═══ DATA EXTRACT

use std::path::PathBuf;
use std::sync::Arc;

use clap::{Args, Subcommand};
use closelink_core::config::AppConfig;
use closelink_core::webhook::{TriggerAction, TriggerObject};
use closelink_crm::SubscriptionManager;
use serde_json::json;

use super::{close_client, load_config, runtime, state, CommandResult, EXIT_INPUT};

#[derive(Debug, Clone, Subcommand)]
pub enum WebhookCommand {
    #[command(about = "Register a Close webhook for a trigger and store its id and key")]
    Subscribe(SubscribeArgs),
    #[command(about = "Report whether the stored webhook still exists in Close")]
    Check(StateArgs),
    #[command(about = "Delete the stored webhook from Close and clear local state")]
    Unsubscribe(StateArgs),
}

#[derive(Debug, Clone, Args)]
pub struct StateArgs {
    #[arg(long, help = "JSON file holding the webhook id and signature key")]
    pub state: PathBuf,
}

#[derive(Debug, Clone, Args)]
pub struct SubscribeArgs {
    #[arg(long, help = "JSON file holding the webhook id and signature key")]
    pub state: PathBuf,
    #[arg(long, help = "Trigger object, e.g. lead, opportunity, task")]
    pub object: String,
    #[arg(long, value_delimiter = ',', help = "Comma-separated actions, e.g. created,status_change")]
    pub actions: Vec<String>,
    #[arg(long, help = "Public receiver URL; defaults to webhook.public_url")]
    pub url: Option<String>,
}

pub fn run(command: WebhookCommand) -> CommandResult {
    match command {
        WebhookCommand::Subscribe(args) => subscribe(args),
        WebhookCommand::Check(args) => check(args),
        WebhookCommand::Unsubscribe(args) => unsubscribe(args),
    }
}

struct Context {
    config: AppConfig,
    manager: SubscriptionManager,
    runtime: tokio::runtime::Runtime,
}

fn context(command: &str) -> Result<Context, CommandResult> {
    let config = load_config(command)?;
    let client = close_client(command, &config)?;
    let runtime = runtime(command)?;
    Ok(Context { config, manager: SubscriptionManager::new(Arc::new(client)), runtime })
}

fn subscribe(args: SubscribeArgs) -> CommandResult {
    const COMMAND: &str = "webhook subscribe";

    let (object, actions) = match parse_trigger(&args.object, &args.actions) {
        Ok(parsed) => parsed,
        Err(message) => return CommandResult::failure(COMMAND, "invalid_input", message, EXIT_INPUT),
    };
    let mut stored = match state::load(COMMAND, &args.state) {
        Ok(stored) => stored,
        Err(result) => return result,
    };
    let context = match context(COMMAND) {
        Ok(context) => context,
        Err(result) => return result,
    };

    let url = args.url.or_else(|| context.config.webhook.public_url.clone()).unwrap_or_default();
    let created =
        context.runtime.block_on(context.manager.create(&mut stored, &url, object, &actions));
    let subscription = match created {
        Ok(subscription) => subscription,
        Err(error) => return CommandResult::crm_failure(COMMAND, &error),
    };
    if let Err(result) = state::save(COMMAND, &args.state, &stored) {
        return result;
    }

    CommandResult::success_with_data(
        COMMAND,
        format!("subscribed to {} events", object.as_str()),
        json!({ "webhook_id": subscription.id, "url": url }),
    )
}

fn check(args: StateArgs) -> CommandResult {
    const COMMAND: &str = "webhook check";

    let stored = match state::load(COMMAND, &args.state) {
        Ok(stored) => stored,
        Err(result) => return result,
    };
    if !stored.is_subscribed() {
        return CommandResult::success_with_data(
            COMMAND,
            "no webhook stored",
            json!({ "subscribed": false }),
        );
    }
    let context = match context(COMMAND) {
        Ok(context) => context,
        Err(result) => return result,
    };

    let exists = context.runtime.block_on(context.manager.check_exists(&stored));
    let message = if exists { "webhook is active" } else { "stored webhook was not found in Close" };
    CommandResult::success_with_data(
        COMMAND,
        message,
        json!({ "subscribed": exists, "webhook_id": stored.webhook_id }),
    )
}

fn unsubscribe(args: StateArgs) -> CommandResult {
    const COMMAND: &str = "webhook unsubscribe";

    let mut stored = match state::load(COMMAND, &args.state) {
        Ok(stored) => stored,
        Err(result) => return result,
    };
    if !stored.is_subscribed() {
        return CommandResult::success(COMMAND, "no webhook stored; nothing to delete");
    }
    let context = match context(COMMAND) {
        Ok(context) => context,
        Err(result) => return result,
    };

    let deleted = context.runtime.block_on(context.manager.delete(&mut stored));
    if let Err(error) = deleted {
        return CommandResult::crm_failure(COMMAND, &error);
    }
    if let Err(result) = state::save(COMMAND, &args.state, &stored) {
        return result;
    }
    CommandResult::success(COMMAND, "webhook deleted")
}

fn parse_trigger(object: &str, actions: &[String]) -> Result<(TriggerObject, Vec<TriggerAction>), String> {
    let object =
        TriggerObject::parse(object).ok_or_else(|| format!("unknown trigger object `{object}`"))?;
    let actions = actions
        .iter()
        .filter(|action| !action.trim().is_empty())
        .map(|action| {
            TriggerAction::parse(action).ok_or_else(|| format!("unknown trigger action `{action}`"))
        })
        .collect::<Result<Vec<_>, _>>()?;
    Ok((object, actions))
}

══════

**WHAT NEEDS TO BE DONE**
In the entries above, find each line that includes the string "WebhookCommand" and copy it.

**WRITTEN RESPONSE**
pub enum WebhookCommand {
pub fn run(command: WebhookCommand) -> CommandResult {
        WebhookCommand::Subscribe(args) => subscribe(args),
        WebhookCommand::Check(args) => check(args),
        WebhookCommand::Unsubscribe(args) => unsubscribe(args),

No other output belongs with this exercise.